Would you output all the entries below without altering a word?

Source material below:

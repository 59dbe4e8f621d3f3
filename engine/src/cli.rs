//! CLI interface for Lexis
//!
//! This module provides the command-line interface using clap's derive API.
//! It defines all commands and global flags.

use clap::{Parser, Subcommand};
use std::path::PathBuf;

use crate::classifier::ResearchMode;

/// Lexis legal research engine
///
/// Classifies legal questions, researches them against a search API in
/// bounded rounds and streams a grounded answer from the configured model.
#[derive(Parser, Debug)]
#[command(name = "lexis")]
#[command(version, about, long_about = None)]
pub struct Cli {
    /// Output in JSON format
    #[arg(long, global = true)]
    pub json: bool,

    /// Set log level (error, warn, info, debug, trace)
    #[arg(long, global = true, value_name = "LEVEL")]
    pub log: Option<String>,

    /// Specify alternate configuration file
    #[arg(long, global = true, value_name = "PATH")]
    pub config: Option<PathBuf>,

    #[command(subcommand)]
    pub command: Command,
}

/// Available commands
#[derive(Subcommand, Debug)]
pub enum Command {
    /// Answer a question with research and a streamed model response
    Ask {
        /// The question to answer
        query: String,

        /// Conversation to continue
        #[arg(long, default_value = "cli")]
        conversation: String,

        /// User the conversation belongs to
        #[arg(long, default_value = "local")]
        user: String,

        /// Research mode (deep, lightweight)
        #[arg(long)]
        mode: Option<ResearchMode>,

        /// Case whose documents should be consulted
        #[arg(long)]
        process: Option<String>,

        /// Keep the conversation in memory only
        #[arg(long)]
        ephemeral: bool,
    },

    /// Show how a query is classified and scored
    Classify {
        /// The query to classify
        query: String,

        /// Rule set to classify with (deep, lightweight)
        #[arg(long)]
        mode: Option<ResearchMode>,
    },

    /// Run the research loop only and show the assembled context
    Research {
        /// The query to research
        query: String,

        /// Research mode (deep, lightweight)
        #[arg(long)]
        mode: Option<ResearchMode>,
    },

    /// Show stored messages of a conversation
    History {
        /// Conversation ID
        #[arg(long)]
        conversation: String,

        /// User ID
        #[arg(long, default_value = "local")]
        user: String,

        /// Number of messages to show (default: 10)
        #[arg(short, long, default_value = "10")]
        limit: usize,
    },

    /// Detect the document kind of a drafting request and show its checklist
    Checklist {
        /// The drafting request, optionally with "field: value" lines
        message: String,
    },
}

#[cfg(test)]
mod tests {
    use super::*;

    #[test]
    fn test_cli_parsing() {
        let cli = Cli::parse_from(["lexis", "classify", "Hola"]);
        assert!(matches!(cli.command, Command::Classify { .. }));
        assert!(!cli.json);
        assert!(cli.log.is_none());
        assert!(cli.config.is_none());
    }

    #[test]
    fn test_global_flags() {
        let cli = Cli::parse_from(["lexis", "--json", "--log", "debug", "classify", "Hola"]);
        assert!(cli.json);
        assert_eq!(cli.log, Some("debug".to_string()));
    }

    #[test]
    fn test_ask_command() {
        let cli = Cli::parse_from([
            "lexis",
            "ask",
            "¿Qué dice el artículo 15?",
            "--conversation",
            "c-1",
            "--mode",
            "lightweight",
            "--ephemeral",
        ]);
        if let Command::Ask {
            query,
            conversation,
            user,
            mode,
            process,
            ephemeral,
        } = cli.command
        {
            assert_eq!(query, "¿Qué dice el artículo 15?");
            assert_eq!(conversation, "c-1");
            assert_eq!(user, "local");
            assert_eq!(mode, Some(ResearchMode::Lightweight));
            assert!(process.is_none());
            assert!(ephemeral);
        } else {
            panic!("Expected Ask command");
        }
    }

    #[test]
    fn test_history_command() {
        let cli = Cli::parse_from(["lexis", "history", "--conversation", "c-1", "--limit", "20"]);
        if let Command::History {
            conversation,
            limit,
            ..
        } = cli.command
        {
            assert_eq!(conversation, "c-1");
            assert_eq!(limit, 20);
        } else {
            panic!("Expected History command");
        }
    }

    #[test]
    fn test_invalid_mode_rejected() {
        let result = Cli::try_parse_from(["lexis", "research", "x", "--mode", "turbo"]);
        assert!(result.is_err());
    }
}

End of Source material.

Answer space:
repository 59dbe4e8f621d3f3
filename engine/src/cli.rs
//! CLI interface for Lexis
//!
//! This module provides the command-line interface using clap's derive API.
//! It defines all commands and global flags.

use clap::{Parser, Subcommand};
use std::path::PathBuf;

use crate::classifier::ResearchMode;

/// Lexis legal research engine
///
/// Classifies legal questions, researches them against a search API in
/// bounded rounds and streams a grounded answer from the configured model.
#[derive(Parser, Debug)]
#[command(name = "lexis")]
#[command(version, about, long_about = None)]
pub struct Cli {
    /// Output in JSON format
    #[arg(long, global = true)]
    pub json: bool,

    /// Set log level (error, warn, info, debug, trace)
    #[arg(long, global = true, value_name = "LEVEL")]
    pub log: Option<String>,

    /// Specify alternate configuration file
    #[arg(long, global = true, value_name = "PATH")]
    pub config: Option<PathBuf>,

    #[command(subcommand)]
    pub command: Command,
}

/// Available commands
#[derive(Subcommand, Debug)]
pub enum Command {
    /// Answer a question with research and a streamed model response
    Ask {
        /// The question to answer
        query: String,

        /// Conversation to continue
        #[arg(long, default_value = "cli")]
        conversation: String,

        /// User the conversation belongs to
        #[arg(long, default_value = "local")]
        user: String,

        /// Research mode (deep, lightweight)
        #[arg(long)]
        mode: Option<ResearchMode>,

        /// Case whose documents should be consulted
        #[arg(long)]
        process: Option<String>,

        /// Keep the conversation in memory only
        #[arg(long)]
        ephemeral: bool,
    },

    /// Show how a query is classified and scored
    Classify {
        /// The query to classify
        query: String,

        /// Rule set to classify with (deep, lightweight)
        #[arg(long)]
        mode: Option<ResearchMode>,
    },

    /// Run the research loop only and show the assembled context
    Research {
        /// The query to research
        query: String,

        /// Research mode (deep, lightweight)
        #[arg(long)]
        mode: Option<ResearchMode>,
    },

    /// Show stored messages of a conversation
    History {
        /// Conversation ID
        #[arg(long)]
        conversation: String,

        /// User ID
        #[arg(long, default_value = "local")]
        user: String,

        /// Number of messages to show (default: 10)
        #[arg(short, long, default_value = "10")]
        limit: usize,
    },

    /// Detect the document kind of a drafting request and show its checklist
    Checklist {
        /// The drafting request, optionally with "field: value" lines
        message: String,
    },
}

#[cfg(test)]
mod tests {
    use super::*;

    #[test]
    fn test_cli_parsing() {
        let cli = Cli::parse_from(["lexis", "classify", "Hola"]);
        assert!(matches!(cli.command, Command::Classify { .. }));
        assert!(!cli.json);
        assert!(cli.log.is_none());
        assert!(cli.config.is_none());
    }

    #[test]
    fn test_global_flags() {
        let cli = Cli::parse_from(["lexis", "--json", "--log", "debug", "classify", "Hola"]);
        assert!(cli.json);
        assert_eq!(cli.log, Some("debug".to_string()));
    }

    #[test]
    fn test_ask_command() {
        let cli = Cli::parse_from([
            "lexis",
            "ask",
            "¿Qué dice el artículo 15?",
            "--conversation",
            "c-1",
            "--mode",
            "lightweight",
            "--ephemeral",
        ]);
        if let Command::Ask {
            query,
            conversation,
            user,
            mode,
            process,
            ephemeral,
        } = cli.command
        {
            assert_eq!(query, "¿Qué dice el artículo 15?");
            assert_eq!(conversation, "c-1");
            assert_eq!(user, "local");
            assert_eq!(mode, Some(ResearchMode::Lightweight));
            assert!(process.is_none());
            assert!(ephemeral);
        } else {
            panic!("Expected Ask command");
        }
    }

    #[test]
    fn test_history_command() {
        let cli = Cli::parse_from(["lexis", "history", "--conversation", "c-1", "--limit", "20"]);
        if let Command::History {
            conversation,
            limit,
            ..
        } = cli.command
        {
            assert_eq!(conversation, "c-1");
            assert_eq!(limit, 20);
        } else {
            panic!("Expected History command");
        }
    }

    #[test]
    fn test_invalid_mode_rejected() {
        let result = Cli::try_parse_from(["lexis", "research", "x", "--mode", "turbo"]);
        assert!(result.is_err());
    }
}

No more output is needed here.